There is no doubt that Manuel García (1775-1832) was exceptional. He was a major tenor in his day and sang the role of Count Almaviva in the premiere of Rossini’s Il barbiere di Siviglia. It should be noted that his children, whom he tutored, were phenomena in their respective professions: his daughters were the famous singers María Malibrán and Pauline Viardot, and his son, Manuel, was a baritone who invented the laryngoscope. Perhaps most noteworthy, he was the composer of five operas, all of them for salon with piano accompaniment.

In recent years, the Fundación Juan March, working with other Spanish theaters, has staged all five operas by Manuel García. And it has now come to an end with Un avvertimento ai gelosi (‘A Warning for the Jealous’) in a co-production with Palau de les Arts Valencia and Oviedo Opera Festival. This is an authentic buffo opera that narrates the adventures of the protagonist, Sandrina, as she teaches her jealous husband, Berto, a lesson. It is not a work of major importance in musical terms, although it does offer opportunities for the main characters to shine.

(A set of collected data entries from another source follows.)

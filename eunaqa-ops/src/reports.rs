//! Consolidated database statistics report
//!
//! One parameterized report replacing the family of ad-hoc check-db-stats
//! scripts this grew out of: table counts, run status summary, review
//! fix-status summary, confidence distribution and purchase integrity.

use sqlx::{Pool, Sqlite};

use eunaqa_common::db::{self, catalog, review_queue, runs, variations};
use eunaqa_common::scoring::Distribution;
use eunaqa_common::Result;

/// Everything the `stats` command reports
#[derive(Debug, Clone)]
pub struct StatsReport {
    pub table_counts: Vec<(&'static str, i64)>,
    pub run_status: Vec<(String, i64)>,
    pub fix_status: Vec<(String, i64)>,
    pub distribution: Distribution,
    /// Purchases whose owning user no longer exists
    pub orphaned_purchases: u64,
}

pub async fn gather(pool: &Pool<Sqlite>) -> Result<StatsReport> {
    let table_counts = db::table_counts(pool).await?;
    let run_status = runs::status_summary(pool).await?;
    let fix_status = review_queue::fix_status_summary(pool).await?;
    let distribution = Distribution::from_scores(variations::visible_scores(pool).await?);
    let orphaned_purchases = catalog::find_orphaned_purchases(pool).await?.len() as u64;

    Ok(StatsReport {
        table_counts,
        run_status,
        fix_status,
        distribution,
        orphaned_purchases,
    })
}

pub fn print(report: &StatsReport) {
    println!("Table counts");
    for (table, count) in &report.table_counts {
        println!("  {:<22} {}", table, count);
    }

    println!("Sweep runs by status");
    if report.run_status.is_empty() {
        println!("  (none)");
    }
    for (status, count) in &report.run_status {
        println!("  {:<22} {}", status, count);
    }

    println!("Review queue by fix status");
    if report.fix_status.is_empty() {
        println!("  (none)");
    }
    for (status, count) in &report.fix_status {
        println!("  {:<22} {}", status, count);
    }

    println!("Confidence distribution (visible variations)");
    println!("  unscored: {}", report.distribution.unscored);
    println!("  <34%:     {}", report.distribution.low);
    println!("  34-66%:   {}", report.distribution.medium);
    println!("  >=67%:    {}", report.distribution.high);
    println!("  total:    {}", report.distribution.total());

    if report.orphaned_purchases > 0 {
        println!(
            "WARNING: {} purchase(s) reference a missing user",
            report.orphaned_purchases
        );
    }
}
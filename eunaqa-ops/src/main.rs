//! eunaqa-ops - operator maintenance CLI
//!
//! Consolidates the one-off administrative procedures into a single
//! parameterized command. Every invocation opens its own pool, runs one
//! procedure to completion, closes the pool, and exits non-zero on
//! unrecoverable error.

use anyhow::Result;
use clap::{Parser, Subcommand};
use sqlx::{Pool, Sqlite};
use tracing::{error, info};

use eunaqa_ops::{apicheck, backfill, diagnose, entitlements, reports, seed};

#[derive(Debug, Parser)]
#[command(name = "eunaqa-ops", version, about = "EUNAQA operator maintenance commands")]
struct Cli {
    /// Root folder holding the database (overrides env and config file)
    #[arg(long)]
    root_folder: Option<String>,

    #[command(subcommand)]
    command: Command,
}

#[derive(Debug, Subcommand)]
enum Command {
    /// Populate missing confidence scores from sweep results
    BackfillConfidence {
        /// Report what would change without writing
        #[arg(long)]
        dry_run: bool,
    },
    /// Consolidated database statistics report
    Stats,
    /// Report (and optionally fail) runs stuck in RUNNING
    DiagnoseRuns {
        /// Minutes without result activity before a run counts as stale
        #[arg(long, default_value_t = 30)]
        stale_minutes: i64,
        /// Transition stale runs to FAILED
        #[arg(long)]
        fail_stale: bool,
    },
    /// Insert the standard package catalog (idempotent)
    SeedCatalog,
    /// Grant a control-package purchase to a user
    GrantPurchase {
        /// User email
        #[arg(long)]
        email: String,
        /// Control package name (see seed-catalog)
        #[arg(long)]
        package: String,
        /// Override the package's unit count
        #[arg(long)]
        units: Option<i64>,
    },
    /// Probe external API connectivity and credentials
    CheckApis {
        /// LLM API base URL
        #[arg(long)]
        llm_base_url: Option<String>,
    },
}

#[tokio::main]
async fn main() {
    tracing_subscriber::fmt()
        .with_env_filter(
            tracing_subscriber::EnvFilter::from_default_env()
                .add_directive(tracing::Level::INFO.into()),
        )
        .init();

    let cli = Cli::parse();

    if let Err(e) = run(cli).await {
        error!("{:#}", e);
        std::process::exit(1);
    }
}

async fn run(cli: Cli) -> Result<()> {
    // Connectivity checks run without a database
    if let Command::CheckApis { llm_base_url } = &cli.command {
        let base_url = llm_base_url
            .clone()
            .or_else(|| {
                eunaqa_common::config::load_toml_config()
                    .ok()
                    .and_then(|c| c.llm_base_url)
            })
            .unwrap_or_else(|| apicheck::DEFAULT_LLM_BASE_URL.to_string());
        apicheck::check_llm_api(&base_url).await?;
        return Ok(());
    }

    let root_folder = eunaqa_common::config::resolve_root_folder(cli.root_folder.as_deref());
    let db_path = eunaqa_common::config::ensure_root_folder(&root_folder)?;
    info!("Database path: {}", db_path.display());

    let pool = eunaqa_common::db::init_database(&db_path).await?;

    // Run the procedure, then release the pool on every exit path
    let outcome = dispatch(&pool, cli.command).await;
    pool.close().await;
    outcome
}

async fn dispatch(pool: &Pool<Sqlite>, command: Command) -> Result<()> {
    match command {
        Command::BackfillConfidence { dry_run } => {
            let report = backfill::run_backfill(pool, dry_run).await?;
            backfill::print_report(&report, dry_run);
        }
        Command::Stats => {
            let report = reports::gather(pool).await?;
            reports::print(&report);
        }
        Command::DiagnoseRuns {
            stale_minutes,
            fail_stale,
        } => {
            let outcome = diagnose::diagnose_runs(pool, stale_minutes, fail_stale).await?;
            diagnose::print_outcome(&outcome, stale_minutes);
        }
        Command::SeedCatalog => {
            let inserted = seed::seed_catalog(pool).await?;
            println!("Seeded {} new package(s)", inserted);
        }
        Command::GrantPurchase {
            email,
            package,
            units,
        } => {
            let summary = entitlements::grant_purchase(pool, &email, &package, units).await?;
            println!(
                "Granted '{}' ({} units) to {} [purchase {}]",
                summary.package_name, summary.total_units, summary.user_email, summary.purchase_guid
            );
            if summary.prior_purchases > 0 {
                println!("User already held {} purchase(s)", summary.prior_purchases);
            }
        }
        Command::CheckApis { .. } => unreachable!("handled before opening the database"),
    }
    Ok(())
}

This production had its premiere in Valencia a few days ago.The staging is rather basic – the Fundación Juan March’s theater does not allow for much more. Catalan Barbara Lluch handled the stage direction, using very simple sets and period costumes. She added a series of silent characters who do not help much in the development of the plot.

The musical direction and piano accompaniment were carried out by Rubén Fernández de Aguirre, who has become a true expert in these Manuel García salon operas. His work was quite good, as is usual with him. He could not be present for the first of the performances here, and it appears that he was misssed.

The singers are all members of the Center for Improvement of the Palau de Les Arts in Valencia, and are young and inexperienced as one would expect. In general, they did their job adequately, although their voices were not outstanding. The two women in the cast, soprano Rosa María Dávila (Sandrina) and mezzo-soprano Laura Orueta (Ernesta), were the most impressive.